== WORK ORDER ==
Return all lines of the listing below that carry the word "FileStorage".

== PROVIDED RECORDS ==
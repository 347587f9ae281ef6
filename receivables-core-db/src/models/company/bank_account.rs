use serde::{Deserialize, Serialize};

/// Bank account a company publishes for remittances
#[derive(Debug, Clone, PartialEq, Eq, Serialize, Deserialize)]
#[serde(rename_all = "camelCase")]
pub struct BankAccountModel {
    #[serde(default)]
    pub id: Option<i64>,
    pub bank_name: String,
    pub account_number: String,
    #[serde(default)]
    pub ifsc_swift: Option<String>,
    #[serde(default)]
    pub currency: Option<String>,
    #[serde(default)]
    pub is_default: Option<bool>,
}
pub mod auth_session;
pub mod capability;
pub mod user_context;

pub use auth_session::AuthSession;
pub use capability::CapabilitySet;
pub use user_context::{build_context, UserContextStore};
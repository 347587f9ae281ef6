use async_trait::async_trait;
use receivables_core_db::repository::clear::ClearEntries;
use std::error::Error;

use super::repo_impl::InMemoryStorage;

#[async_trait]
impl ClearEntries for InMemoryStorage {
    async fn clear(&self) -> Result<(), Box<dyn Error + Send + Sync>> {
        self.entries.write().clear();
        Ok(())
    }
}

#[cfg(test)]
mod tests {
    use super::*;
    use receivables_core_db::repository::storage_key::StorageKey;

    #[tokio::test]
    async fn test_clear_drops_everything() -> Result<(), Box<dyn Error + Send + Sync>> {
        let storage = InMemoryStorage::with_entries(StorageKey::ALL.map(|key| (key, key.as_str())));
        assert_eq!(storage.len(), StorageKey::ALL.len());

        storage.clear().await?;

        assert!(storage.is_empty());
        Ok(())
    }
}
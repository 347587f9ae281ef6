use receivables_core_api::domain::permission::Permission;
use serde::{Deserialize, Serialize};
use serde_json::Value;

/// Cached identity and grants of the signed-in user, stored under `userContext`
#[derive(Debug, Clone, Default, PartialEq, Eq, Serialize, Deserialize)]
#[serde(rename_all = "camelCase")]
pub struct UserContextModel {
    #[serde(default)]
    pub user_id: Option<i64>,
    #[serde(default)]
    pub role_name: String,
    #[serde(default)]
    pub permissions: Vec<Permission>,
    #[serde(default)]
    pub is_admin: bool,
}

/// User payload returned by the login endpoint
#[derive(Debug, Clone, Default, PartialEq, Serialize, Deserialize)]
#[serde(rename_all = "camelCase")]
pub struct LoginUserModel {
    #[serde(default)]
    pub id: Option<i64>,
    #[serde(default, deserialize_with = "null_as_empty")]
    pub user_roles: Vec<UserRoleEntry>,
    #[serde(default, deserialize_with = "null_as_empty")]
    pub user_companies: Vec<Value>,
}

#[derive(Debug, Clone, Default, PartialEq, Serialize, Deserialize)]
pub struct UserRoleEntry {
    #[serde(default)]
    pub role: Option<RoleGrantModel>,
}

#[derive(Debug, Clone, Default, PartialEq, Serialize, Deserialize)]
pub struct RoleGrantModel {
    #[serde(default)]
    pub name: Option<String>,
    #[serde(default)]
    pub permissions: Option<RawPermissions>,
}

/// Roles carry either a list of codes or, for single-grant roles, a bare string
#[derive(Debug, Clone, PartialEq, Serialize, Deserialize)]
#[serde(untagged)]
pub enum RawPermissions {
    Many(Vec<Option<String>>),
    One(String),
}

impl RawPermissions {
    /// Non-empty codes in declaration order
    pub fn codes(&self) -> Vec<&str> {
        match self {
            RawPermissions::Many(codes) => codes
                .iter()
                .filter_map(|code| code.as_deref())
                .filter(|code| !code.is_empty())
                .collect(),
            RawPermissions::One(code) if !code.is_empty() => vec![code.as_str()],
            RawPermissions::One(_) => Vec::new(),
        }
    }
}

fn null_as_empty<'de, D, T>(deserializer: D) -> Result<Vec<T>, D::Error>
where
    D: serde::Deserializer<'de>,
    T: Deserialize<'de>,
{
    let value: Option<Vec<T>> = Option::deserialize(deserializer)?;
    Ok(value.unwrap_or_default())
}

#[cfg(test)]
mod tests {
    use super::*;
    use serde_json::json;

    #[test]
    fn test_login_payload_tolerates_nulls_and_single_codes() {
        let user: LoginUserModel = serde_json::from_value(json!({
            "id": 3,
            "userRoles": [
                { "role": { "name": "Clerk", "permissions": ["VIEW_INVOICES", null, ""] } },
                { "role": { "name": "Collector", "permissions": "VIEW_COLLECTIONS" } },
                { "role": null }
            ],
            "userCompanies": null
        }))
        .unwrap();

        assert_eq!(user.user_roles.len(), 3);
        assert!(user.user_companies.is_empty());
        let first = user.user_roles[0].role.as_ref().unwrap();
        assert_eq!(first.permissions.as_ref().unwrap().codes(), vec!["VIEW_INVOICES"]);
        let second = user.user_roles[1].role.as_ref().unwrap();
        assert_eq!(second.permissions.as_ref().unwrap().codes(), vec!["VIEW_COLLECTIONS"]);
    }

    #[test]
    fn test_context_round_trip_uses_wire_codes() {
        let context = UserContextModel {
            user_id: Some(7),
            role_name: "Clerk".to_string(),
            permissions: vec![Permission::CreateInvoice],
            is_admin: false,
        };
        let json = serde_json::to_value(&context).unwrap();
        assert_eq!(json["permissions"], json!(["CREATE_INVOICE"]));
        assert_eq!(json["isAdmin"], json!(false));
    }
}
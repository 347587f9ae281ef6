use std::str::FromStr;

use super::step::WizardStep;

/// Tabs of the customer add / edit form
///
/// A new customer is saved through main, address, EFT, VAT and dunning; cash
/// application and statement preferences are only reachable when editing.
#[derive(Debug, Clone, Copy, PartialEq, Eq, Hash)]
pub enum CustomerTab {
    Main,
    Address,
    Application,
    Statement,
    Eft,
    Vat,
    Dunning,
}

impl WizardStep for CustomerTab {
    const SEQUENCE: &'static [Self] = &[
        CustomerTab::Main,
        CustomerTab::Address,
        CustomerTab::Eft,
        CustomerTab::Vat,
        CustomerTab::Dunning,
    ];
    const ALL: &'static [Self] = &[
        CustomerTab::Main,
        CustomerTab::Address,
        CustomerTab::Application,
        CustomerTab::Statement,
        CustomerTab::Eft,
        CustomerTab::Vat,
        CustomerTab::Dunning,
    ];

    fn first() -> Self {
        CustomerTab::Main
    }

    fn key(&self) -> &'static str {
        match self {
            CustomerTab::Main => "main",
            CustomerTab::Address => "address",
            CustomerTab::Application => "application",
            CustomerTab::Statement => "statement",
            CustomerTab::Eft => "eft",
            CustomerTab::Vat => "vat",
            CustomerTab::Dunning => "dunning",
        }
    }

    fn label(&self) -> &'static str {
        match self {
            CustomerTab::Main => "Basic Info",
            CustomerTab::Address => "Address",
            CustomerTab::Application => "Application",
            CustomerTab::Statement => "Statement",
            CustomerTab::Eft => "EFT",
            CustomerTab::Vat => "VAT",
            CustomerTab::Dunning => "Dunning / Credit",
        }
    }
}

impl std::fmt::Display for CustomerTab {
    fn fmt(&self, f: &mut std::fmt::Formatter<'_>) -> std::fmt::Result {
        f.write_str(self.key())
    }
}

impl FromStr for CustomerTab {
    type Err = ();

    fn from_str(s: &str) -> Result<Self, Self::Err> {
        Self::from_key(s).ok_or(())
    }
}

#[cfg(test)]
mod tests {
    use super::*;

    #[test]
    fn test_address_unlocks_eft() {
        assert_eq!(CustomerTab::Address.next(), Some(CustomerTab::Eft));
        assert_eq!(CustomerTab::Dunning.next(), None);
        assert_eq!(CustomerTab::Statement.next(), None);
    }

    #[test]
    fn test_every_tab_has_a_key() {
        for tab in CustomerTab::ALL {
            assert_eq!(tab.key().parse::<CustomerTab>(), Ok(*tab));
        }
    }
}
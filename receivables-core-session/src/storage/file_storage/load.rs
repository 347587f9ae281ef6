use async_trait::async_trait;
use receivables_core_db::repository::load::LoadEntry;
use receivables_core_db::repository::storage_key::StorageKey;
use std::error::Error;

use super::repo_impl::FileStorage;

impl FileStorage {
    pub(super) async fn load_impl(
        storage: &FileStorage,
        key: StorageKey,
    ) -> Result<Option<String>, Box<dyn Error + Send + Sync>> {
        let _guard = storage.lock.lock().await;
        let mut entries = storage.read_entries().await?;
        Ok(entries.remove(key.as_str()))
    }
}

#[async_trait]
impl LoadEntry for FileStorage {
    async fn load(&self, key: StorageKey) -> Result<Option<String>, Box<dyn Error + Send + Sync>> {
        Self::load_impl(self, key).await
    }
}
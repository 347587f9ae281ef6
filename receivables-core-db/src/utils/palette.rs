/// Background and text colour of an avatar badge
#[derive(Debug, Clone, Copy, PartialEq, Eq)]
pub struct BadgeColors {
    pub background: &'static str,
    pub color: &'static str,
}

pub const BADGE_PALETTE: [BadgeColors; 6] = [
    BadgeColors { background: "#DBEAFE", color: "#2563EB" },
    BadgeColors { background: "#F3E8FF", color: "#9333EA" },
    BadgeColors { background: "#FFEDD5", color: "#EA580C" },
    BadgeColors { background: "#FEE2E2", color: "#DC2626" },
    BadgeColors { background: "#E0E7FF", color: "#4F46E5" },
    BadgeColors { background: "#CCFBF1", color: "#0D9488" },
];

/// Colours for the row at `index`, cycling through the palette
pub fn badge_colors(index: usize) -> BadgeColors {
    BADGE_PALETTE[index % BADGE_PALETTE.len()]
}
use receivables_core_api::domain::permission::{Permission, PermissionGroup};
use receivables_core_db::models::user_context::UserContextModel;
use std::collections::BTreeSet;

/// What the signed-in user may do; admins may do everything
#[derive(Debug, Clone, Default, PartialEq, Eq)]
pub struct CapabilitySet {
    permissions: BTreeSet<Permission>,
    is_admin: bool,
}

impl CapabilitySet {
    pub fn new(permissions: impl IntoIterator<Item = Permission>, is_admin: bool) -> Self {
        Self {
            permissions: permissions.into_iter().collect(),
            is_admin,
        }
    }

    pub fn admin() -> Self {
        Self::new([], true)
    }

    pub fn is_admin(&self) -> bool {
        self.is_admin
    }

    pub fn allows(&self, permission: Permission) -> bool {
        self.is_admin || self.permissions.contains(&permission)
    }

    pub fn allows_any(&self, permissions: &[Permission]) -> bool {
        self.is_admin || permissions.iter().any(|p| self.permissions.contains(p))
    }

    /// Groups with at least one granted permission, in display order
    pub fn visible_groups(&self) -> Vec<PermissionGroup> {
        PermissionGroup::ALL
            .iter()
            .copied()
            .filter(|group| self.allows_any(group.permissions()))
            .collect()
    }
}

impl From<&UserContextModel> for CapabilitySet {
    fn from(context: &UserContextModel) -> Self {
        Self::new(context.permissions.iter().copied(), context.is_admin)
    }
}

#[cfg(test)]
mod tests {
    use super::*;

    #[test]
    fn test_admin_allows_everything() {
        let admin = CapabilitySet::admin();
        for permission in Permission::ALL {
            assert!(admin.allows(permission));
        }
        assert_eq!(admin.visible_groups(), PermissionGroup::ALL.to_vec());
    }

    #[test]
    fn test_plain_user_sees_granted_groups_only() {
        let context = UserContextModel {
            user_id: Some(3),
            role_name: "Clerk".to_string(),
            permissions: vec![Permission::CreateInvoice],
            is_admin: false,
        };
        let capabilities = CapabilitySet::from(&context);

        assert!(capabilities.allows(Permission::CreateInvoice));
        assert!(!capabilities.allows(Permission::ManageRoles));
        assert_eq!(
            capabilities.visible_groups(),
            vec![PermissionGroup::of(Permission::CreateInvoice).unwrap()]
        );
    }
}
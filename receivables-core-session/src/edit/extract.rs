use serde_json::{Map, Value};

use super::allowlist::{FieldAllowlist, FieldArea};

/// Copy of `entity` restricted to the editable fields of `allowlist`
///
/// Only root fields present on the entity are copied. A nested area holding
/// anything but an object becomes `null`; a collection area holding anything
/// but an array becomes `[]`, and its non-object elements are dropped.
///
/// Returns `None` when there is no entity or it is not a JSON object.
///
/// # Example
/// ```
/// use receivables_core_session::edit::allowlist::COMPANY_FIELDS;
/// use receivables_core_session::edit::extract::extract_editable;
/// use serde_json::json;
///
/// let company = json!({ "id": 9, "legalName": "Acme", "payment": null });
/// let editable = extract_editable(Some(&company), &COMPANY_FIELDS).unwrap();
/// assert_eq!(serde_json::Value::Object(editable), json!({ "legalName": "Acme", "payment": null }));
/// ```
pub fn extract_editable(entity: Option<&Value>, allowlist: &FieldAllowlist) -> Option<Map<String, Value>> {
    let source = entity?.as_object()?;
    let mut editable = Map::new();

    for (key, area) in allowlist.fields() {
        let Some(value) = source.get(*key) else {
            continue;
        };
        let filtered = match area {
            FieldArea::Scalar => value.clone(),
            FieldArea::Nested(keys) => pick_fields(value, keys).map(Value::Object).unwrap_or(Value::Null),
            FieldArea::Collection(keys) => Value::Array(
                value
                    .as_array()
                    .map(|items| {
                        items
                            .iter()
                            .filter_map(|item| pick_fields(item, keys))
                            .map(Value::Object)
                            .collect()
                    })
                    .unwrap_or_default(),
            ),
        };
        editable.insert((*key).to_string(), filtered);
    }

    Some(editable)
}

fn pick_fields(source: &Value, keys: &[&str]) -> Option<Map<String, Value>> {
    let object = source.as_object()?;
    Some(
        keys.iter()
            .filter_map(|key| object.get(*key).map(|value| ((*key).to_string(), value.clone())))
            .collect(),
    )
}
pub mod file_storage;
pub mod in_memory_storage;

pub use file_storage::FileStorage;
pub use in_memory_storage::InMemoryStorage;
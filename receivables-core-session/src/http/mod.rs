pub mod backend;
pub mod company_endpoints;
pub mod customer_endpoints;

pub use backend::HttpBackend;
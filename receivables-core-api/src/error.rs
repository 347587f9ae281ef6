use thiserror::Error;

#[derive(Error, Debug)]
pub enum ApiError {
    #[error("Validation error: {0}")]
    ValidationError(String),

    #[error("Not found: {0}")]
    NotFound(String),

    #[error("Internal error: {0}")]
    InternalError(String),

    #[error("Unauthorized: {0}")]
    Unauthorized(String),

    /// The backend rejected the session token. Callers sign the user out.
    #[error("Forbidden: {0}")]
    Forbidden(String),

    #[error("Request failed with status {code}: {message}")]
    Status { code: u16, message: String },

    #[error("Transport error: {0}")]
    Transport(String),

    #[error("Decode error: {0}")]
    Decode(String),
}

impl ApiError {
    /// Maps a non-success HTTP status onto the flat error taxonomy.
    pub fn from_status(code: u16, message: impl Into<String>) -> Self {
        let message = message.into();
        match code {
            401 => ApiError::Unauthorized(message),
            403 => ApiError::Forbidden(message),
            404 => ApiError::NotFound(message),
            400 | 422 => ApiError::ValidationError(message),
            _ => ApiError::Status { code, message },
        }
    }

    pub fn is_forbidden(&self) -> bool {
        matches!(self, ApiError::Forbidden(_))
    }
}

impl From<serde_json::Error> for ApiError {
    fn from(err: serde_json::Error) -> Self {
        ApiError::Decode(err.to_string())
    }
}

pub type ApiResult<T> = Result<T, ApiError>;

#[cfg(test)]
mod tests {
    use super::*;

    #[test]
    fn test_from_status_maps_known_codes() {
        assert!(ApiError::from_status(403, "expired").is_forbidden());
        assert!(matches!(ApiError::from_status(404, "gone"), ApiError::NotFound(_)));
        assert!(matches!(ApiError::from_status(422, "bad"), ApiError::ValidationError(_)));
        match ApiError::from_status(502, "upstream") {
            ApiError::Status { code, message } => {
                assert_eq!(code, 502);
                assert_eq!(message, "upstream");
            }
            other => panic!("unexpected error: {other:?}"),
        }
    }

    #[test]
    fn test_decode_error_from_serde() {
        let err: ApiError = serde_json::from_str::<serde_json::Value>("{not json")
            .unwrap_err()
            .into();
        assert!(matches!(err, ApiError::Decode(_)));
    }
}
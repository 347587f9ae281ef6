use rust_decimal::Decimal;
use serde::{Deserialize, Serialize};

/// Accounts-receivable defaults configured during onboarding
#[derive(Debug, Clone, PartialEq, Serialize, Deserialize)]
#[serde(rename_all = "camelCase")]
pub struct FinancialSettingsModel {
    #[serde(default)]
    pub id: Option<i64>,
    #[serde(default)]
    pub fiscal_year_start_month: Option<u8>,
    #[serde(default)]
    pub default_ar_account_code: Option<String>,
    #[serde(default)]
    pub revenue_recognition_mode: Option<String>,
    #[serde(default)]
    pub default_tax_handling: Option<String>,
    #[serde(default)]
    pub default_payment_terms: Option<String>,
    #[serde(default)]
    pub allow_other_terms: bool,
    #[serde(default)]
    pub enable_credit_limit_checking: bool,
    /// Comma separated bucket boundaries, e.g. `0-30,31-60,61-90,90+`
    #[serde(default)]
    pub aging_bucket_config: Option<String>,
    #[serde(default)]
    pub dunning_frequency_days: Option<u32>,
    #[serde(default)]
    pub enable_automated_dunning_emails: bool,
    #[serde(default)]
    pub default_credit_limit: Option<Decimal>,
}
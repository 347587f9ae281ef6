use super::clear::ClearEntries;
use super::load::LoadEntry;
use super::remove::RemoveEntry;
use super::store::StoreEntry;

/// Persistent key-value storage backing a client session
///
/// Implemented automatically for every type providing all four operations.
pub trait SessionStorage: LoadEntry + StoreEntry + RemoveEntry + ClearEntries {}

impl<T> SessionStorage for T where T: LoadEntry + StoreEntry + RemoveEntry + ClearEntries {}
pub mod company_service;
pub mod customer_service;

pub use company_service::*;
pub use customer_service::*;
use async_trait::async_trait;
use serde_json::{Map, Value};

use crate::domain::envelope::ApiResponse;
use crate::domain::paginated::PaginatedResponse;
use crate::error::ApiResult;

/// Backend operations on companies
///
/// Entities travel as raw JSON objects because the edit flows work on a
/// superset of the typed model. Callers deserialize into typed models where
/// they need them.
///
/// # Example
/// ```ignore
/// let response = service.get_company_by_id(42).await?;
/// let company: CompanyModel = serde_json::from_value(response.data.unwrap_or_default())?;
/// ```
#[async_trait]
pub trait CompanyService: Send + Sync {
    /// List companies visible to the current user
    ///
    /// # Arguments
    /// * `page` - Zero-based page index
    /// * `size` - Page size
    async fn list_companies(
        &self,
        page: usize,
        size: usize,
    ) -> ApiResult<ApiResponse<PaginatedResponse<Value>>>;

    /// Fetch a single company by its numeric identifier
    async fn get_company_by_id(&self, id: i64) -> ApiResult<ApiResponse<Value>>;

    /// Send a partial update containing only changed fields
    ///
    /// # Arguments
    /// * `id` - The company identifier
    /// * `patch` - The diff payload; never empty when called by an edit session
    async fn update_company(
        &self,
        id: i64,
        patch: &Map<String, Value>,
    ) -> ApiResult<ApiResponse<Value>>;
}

== TASK SOLUTION ==
use super::repo_impl::FileStorage;
impl FileStorage {
        storage: &FileStorage,
impl LoadEntry for FileStorage {
pub use file_storage::FileStorage;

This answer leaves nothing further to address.